I was asleep while this happened, can someone post a copy of the message or whatever it was? There's absolutely no context any more.


I dont have the original post, but the author wrote earlier today that due to copyright/licensing issues with his previous employer he had to take down the project he had released as open source.

Also, just wanted to say hi--remember me? You gave me karmawhores years ago, just wanted to say thanks again!


The web is evolving and it is just beautiful



This is all under the heading on their docs page on "Getting Started"...

  Getting started
  Add morris.js and its dependencies (jQuery & Raphaël) to your page.
  <link rel="stylesheet" href="http://cdn.oesmith.co.uk/morris-0.4.1.min.css">
  <script src="//ajax.googleapis.com/ajax/libs/jquery/1.9.0/jquery.min.js"></script>
  <script src="//cdnjs.cloudflare.com/ajax/libs/raphael/2.1.0/raphael-min.js"></script>
  <script src="http://cdn.oesmith.co.uk/morris-0.4.1.min.js"></script>
Um. No, don't think so.
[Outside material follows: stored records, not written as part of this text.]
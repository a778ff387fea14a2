//! Cell data decoder
//!
//! Decodes iCKB cell data offline:
//! - receipt: packed `(deposit_amount, deposit_quantity)` and its iCKB value at a given rate
//! - token: little-endian u128 sUDT amount

use anyhow::*;

use ickb_builder::ckb_utils::{token_amount_from_bytes, Receipt, ValueOracle};
use ickb_builder::types::*;

/// CLI: `cargo run --bin decode_cell_data -- --kind receipt --data 0x...`
#[derive(clap::Parser, Debug)]
struct Opts {
    /// receipt | token
    #[arg(long)]
    kind: String,

    /// Cell data as hex
    #[arg(long)]
    data: String,

    /// Accumulated rate to value a receipt at; defaults to the genesis rate
    #[arg(long, default_value_t = GENESIS_ACCUMULATED_RATE)]
    ar: u64,
}

fn main() -> Result<()> {
    let opts = <Opts as clap::Parser>::parse();
    let data = hex::decode(opts.data.trim_start_matches("0x")).context("Invalid --data hex")?;

    match opts.kind.as_str() {
        "receipt" => {
            let receipt = Receipt::from_bytes(&data)?;
            let value = ValueOracle::default().receipt_value(receipt.deposit_amount, receipt.deposit_quantity, opts.ar)?;
            println!("deposit_amount:   {} shannons", receipt.deposit_amount);
            println!("deposit_quantity: {}", receipt.deposit_quantity);
            println!("ickb_value:       {} (ar {})", value, opts.ar);
        }
        "token" => {
            println!("ickb_amount: {}", token_amount_from_bytes(&data)?);
        }
        other => bail!("--kind must be receipt|token, got {other}"),
    }
    Ok(())
}
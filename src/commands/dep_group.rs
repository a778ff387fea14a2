//! Dep group command: bundle genesis system cells and deployed code, then
//! repoint the script registry at the new dep group

use anyhow::*;
use ckb_types::packed::OutPoint;

use crate::chain::{ChainRpc, TokioClock};
use crate::config::DEPLOY_SCRIPTS;
use crate::deploy::{build_dep_group, Binary, DeployedCode};
use crate::types::Role;

use super::NodeOpts;

#[derive(clap::Parser, Debug)]
pub struct DepGroupOpts {
    #[command(flatten)] pub node: NodeOpts,
    /// Output of the `deploy` command
    #[arg(long, default_value = "deployment.json")] pub deployment: String,
    /// Where to write the updated registry; defaults to --config
    #[arg(long)] pub out_config: Option<String>,
}

pub async fn run_dep_group(o: DepGroupOpts) -> Result<()> {
    let session = o.node.connect(DEPLOY_SCRIPTS)?;

    let deployed: Vec<DeployedCode> = serde_json::from_str(
        &std::fs::read_to_string(&o.deployment).with_context(|| format!("Reading {}", o.deployment))?,
    )?;
    ensure!(!deployed.is_empty(), "{} lists no deployed code", o.deployment);
    let code: Vec<OutPoint> = deployed.iter().map(|d| d.out_point.clone().into()).collect();

    let genesis = session.client.genesis_transaction_hashes().await?;
    let draft = build_dep_group(&genesis, &code, &session.registry)?;
    let submitted = session.submitter(&TokioClock).submit(draft).await?;
    let dep_group = submitted.out_points.first(Role::DepGroup)?;
    eprintln!("Dep group committed: {:#x}", submitted.tx_hash);

    let binaries = deployed
        .iter()
        .map(|d| Binary::read(&d.path).map(|b| (d.name.clone(), b.data)))
        .collect::<std::result::Result<Vec<_>, _>>()?;
    let registry = session.registry.with_dep_group(&binaries, &dep_group);

    let out = o.out_config.as_deref().unwrap_or(&o.node.config);
    registry.save(out)?;
    eprintln!("Registered scripts: {}", registry.names().collect::<Vec<_>>().join(", "));
    eprintln!("Wrote {}", out);
    Ok(())
}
Too much over-head


So why would I use this instead of D3.js?


This is a significantly higher abstraction than D3. Charts.js is comparable to NVD3, dc.js, xCharts, all of which are built on top of D3.


Thanks for mentioning these. I didn't know about them. Do you know if there is any good charting higher abstractions for "node" graphs (http://en.wikipedia.org/wiki/Graph_(abstract_data_type))? I only know about the force layout ones in d3.

Nevermind, I found this: http://stackoverflow.com/questions/7034/graph-visualization-...

(Although I'm still lokking for a good tool for visualizing path algorithms (TSP, A* etc))


D3 uses SVG which doesn't run on older Android and iOS devices at all, and uses a bunch more memory and CPU than a single Canvas element.


or something built on d3 - like http://nvd3.org/


hn.txt


Good to hear!

Thank you.

From the developers at http://toptestprep.com


This is all what I need for my next (little) project, no need to search anymore.


Would be great if they added support for tooltip style labels on datapoints!


awesome congrats!

This looks like a solid library, I like widgets that are initialized and configured with JSON. I've used highcharts in the past, I'll check it out next time I need to do some charting...


woot! grats on getting it back up somehow. what happened?


And now I see why people were so excited about this! This is very impressive, I only hope that I remember it or can find it by Googling "charts javascript library" when I find a time to use it!